For more information on all of the above, plus a special guest appearance by the pillar of ethical behavior, House Majority Leader Tom DeLay, R-Texas, check out The Washington Post's coverage of Justice Sunday II, which came to you live and shrill from a "mega-church just across the highway from the Grand Ole Opry" in Nashville, Tenn.

Sunday, August 14, 2005

The countdown continues

The Birmingham News reports today that former Alabama Chief Justice Roy Moore will reveal his 2006 gubernatorial aspirations, or lack thereof, in October. Gov. Bob Riley remains uncommitted.

Saturday, August 13, 2005

The next big wave

Alabama's Hispanic population officially is more than 98,000, which is up almost 300 percent over where it was 14 years ago. Unofficially, the population is much higher because many undocumented immigrants aren't included. A UAB professor estimates that the Birmingham area alone has 70,000 Hispanics, more than four times the area's number in the census count.
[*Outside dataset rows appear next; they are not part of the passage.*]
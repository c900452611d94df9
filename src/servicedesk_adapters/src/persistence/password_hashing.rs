use argon2::{
    Algorithm, Argon2, Params, PasswordHash, PasswordVerifier, Version,
    password_hash::{self, PasswordHasher, SaltString, rand_core},
};
use secrecy::{ExposeSecret, Secret};
use servicedesk_core::Password;

fn hasher() -> Result<Argon2<'static>, String> {
    Ok(Argon2::new(
        Algorithm::Argon2id,
        Version::V0x13,
        Params::new(15000, 2, 1, None).map_err(|e| e.to_string())?,
    ))
}

/// Returns `Ok(false)` for a wrong password; `Err` only for a malformed hash
/// or a failed worker.
#[tracing::instrument(name = "Verify password hash", skip_all)]
pub async fn verify_password_hash(
    expected_password_hash: Secret<String>,
    password_candidate: Secret<String>,
) -> Result<bool, String> {
    let current_span: tracing::Span = tracing::Span::current();
    tokio::task::spawn_blocking(move || {
        current_span.in_scope(|| {
            let expected_password_hash: PasswordHash<'_> =
                PasswordHash::new(expected_password_hash.expose_secret())
                    .map_err(|e| e.to_string())?;

            match hasher()?.verify_password(
                password_candidate.expose_secret().as_bytes(),
                &expected_password_hash,
            ) {
                Ok(()) => Ok(true),
                Err(password_hash::Error::Password) => Ok(false),
                Err(e) => Err(e.to_string()),
            }
        })
    })
    .await
    .map_err(|e| e.to_string())?
}

#[tracing::instrument(name = "Computing password hash", skip_all)]
pub async fn compute_password_hash(password: Password) -> Result<Secret<String>, String> {
    let current_span: tracing::Span = tracing::Span::current();

    tokio::task::spawn_blocking(move || {
        current_span.in_scope(move || {
            let salt: SaltString = SaltString::generate(rand_core::OsRng);
            hasher()?
                .hash_password(password.as_ref().expose_secret().as_bytes(), &salt)
                .map(|h| Secret::from(h.to_string()))
                .map_err(|e| e.to_string())
        })
    })
    .await
    .map_err(|e| e.to_string())?
}
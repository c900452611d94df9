use secrecy::{ExposeSecret, Secret};
use serde::Deserialize;
use servicedesk_application::{
    RESET_PASSWORD_SUCCESS, RequestPasswordResetUseCase, ResetPasswordUseCase,
};
use servicedesk_core::{AuthResponseBuilder, AuthResponseHelpers};

use crate::{
    handlers::{
        HandlerError,
        validation::{FieldErrors, PASSWORD_MISMATCH},
    },
    state::AppState,
};

#[derive(Debug, Deserialize)]
pub struct ResetPasswordRequest {
    pub email: String,
}

#[derive(Debug, Default, Deserialize)]
#[serde(rename_all = "camelCase")]
pub struct ConfirmResetQuery {
    pub user_id: Option<String>,
    pub code: Option<String>,
}

#[derive(Debug, Deserialize)]
#[serde(rename_all = "camelCase")]
pub struct ConfirmResetRequest {
    pub user_id: String,
    pub code: String,
    pub new_password: Secret<String>,
    pub confirm_new_password: Secret<String>,
}

/// First phase: mail a reset link to the account owning the address.
pub async fn handle_reset_password<B>(
    state: &AppState,
    request: ResetPasswordRequest,
    builder: B,
) -> Result<B::Response, HandlerError>
where
    B: AuthResponseBuilder,
{
    let mut errors = FieldErrors::default();
    let email = errors.email("email", &request.email);
    errors.into_result()?;
    let Some(email) = email else {
        return Err(HandlerError::BadRequest);
    };

    let use_case = RequestPasswordResetUseCase::new(
        &*state.user_store,
        &*state.token_provider,
        &*state.link_generator,
        &*state.email_sender,
    );
    let outcome = use_case.execute(&email).await?;
    Ok(builder.ok_json(serde_json::json!({ "message": outcome.status_message() })))
}

/// Echoes the link parameters back for the new-password form.
pub async fn handle_confirm_reset_form<B>(
    query: ConfirmResetQuery,
    builder: B,
) -> Result<B::Response, HandlerError>
where
    B: AuthResponseBuilder,
{
    let present = |value: &Option<String>| value.as_deref().is_some_and(|v| !v.is_empty());
    if !present(&query.user_id) || !present(&query.code) {
        return Err(HandlerError::BadRequest);
    }
    Ok(builder.ok_json(serde_json::json!({
        "userId": query.user_id,
        "code": query.code,
    })))
}

/// Second phase: consume the token and set the new credential.
pub async fn handle_confirm_reset_password<B>(
    state: &AppState,
    request: ConfirmResetRequest,
    builder: B,
) -> Result<B::Response, HandlerError>
where
    B: AuthResponseBuilder,
{
    let mut errors = FieldErrors::default();
    if request.new_password.expose_secret() != request.confirm_new_password.expose_secret() {
        errors.push("confirmNewPassword", PASSWORD_MISMATCH);
    }
    errors.into_result()?;

    let use_case = ResetPasswordUseCase::new(
        &*state.user_store,
        &*state.token_provider,
        &state.identity.password,
    );
    let user_id = use_case
        .execute(&request.user_id, &request.code, request.new_password)
        .await?;
    state.sessions.revoke_all(&user_id).await?;

    Ok(builder.ok_json(serde_json::json!({ "message": RESET_PASSWORD_SUCCESS })))
}
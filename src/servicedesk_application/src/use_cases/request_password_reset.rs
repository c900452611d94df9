use servicedesk_core::{Email, EmailSender, LinkGenerator, TokenProvider, TokenPurpose, UserStore};

use crate::{error::AccountError, notifications::send_token_link};

#[derive(Debug, Clone, Copy, PartialEq, Eq)]
pub enum PasswordResetRequestOutcome {
    UnknownEmail,
    Sent,
}

impl PasswordResetRequestOutcome {
    pub fn status_message(&self) -> &'static str {
        match self {
            PasswordResetRequestOutcome::UnknownEmail => {
                "No user is associated with this email address."
            }
            PasswordResetRequestOutcome::Sent => {
                "Password reset instructions have been sent to your email."
            }
        }
    }
}

/// First phase of a password reset: mail a reset link.
pub struct RequestPasswordResetUseCase<'a, U, T, L, E>
where
    U: UserStore + ?Sized,
    T: TokenProvider + ?Sized,
    L: LinkGenerator + ?Sized,
    E: EmailSender + ?Sized,
{
    user_store: &'a U,
    token_provider: &'a T,
    link_generator: &'a L,
    email_sender: &'a E,
}

impl<'a, U, T, L, E> RequestPasswordResetUseCase<'a, U, T, L, E>
where
    U: UserStore + ?Sized,
    T: TokenProvider + ?Sized,
    L: LinkGenerator + ?Sized,
    E: EmailSender + ?Sized,
{
    pub fn new(
        user_store: &'a U,
        token_provider: &'a T,
        link_generator: &'a L,
        email_sender: &'a E,
    ) -> Self {
        Self {
            user_store,
            token_provider,
            link_generator,
            email_sender,
        }
    }

    #[tracing::instrument(name = "RequestPasswordResetUseCase::execute", skip(self, email))]
    pub async fn execute(
        &self,
        email: &Email,
    ) -> Result<PasswordResetRequestOutcome, AccountError> {
        let Some(user) = self.user_store.find_by_email(email).await? else {
            return Ok(PasswordResetRequestOutcome::UnknownEmail);
        };
        send_token_link(
            self.token_provider,
            self.link_generator,
            self.email_sender,
            &user,
            TokenPurpose::PasswordReset,
        )
        .await?;
        Ok(PasswordResetRequestOutcome::Sent)
    }
}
An interesting thing that Susan of Local Tint notes is that American immigration largely was unregulated until the 1880s, when Congress decided to bar all Chinese for a few generations. That means the ancestors of many white Americans, unlike today's Hispanic immigrants, faced few or no legal obstacles to entering the country. Somehow, despite almost 300 years of uncontrolled immigration to the present-day United States, everything still turned out all right.

Friday, August 12, 2005

It takes a governor

Lt. Gov. Lucy Baxley, who's running for governor next year, said Thursday that Alabama should be run "more like a family" than a business. And did she mention she grew up as a poor farm girl and had a successful real estate career? If she hasn't yet, she should.

A handy guide to gambling in Alabama

Gambling, in addition to being corrosive to the very foundation of civilized society, is also illegal in Alabama.

Unless it's greyhound racing. Or small-time bingo. Or high-stakes video bingo machines that look a lot like something you'd see in a Las Vegas casino but really aren't.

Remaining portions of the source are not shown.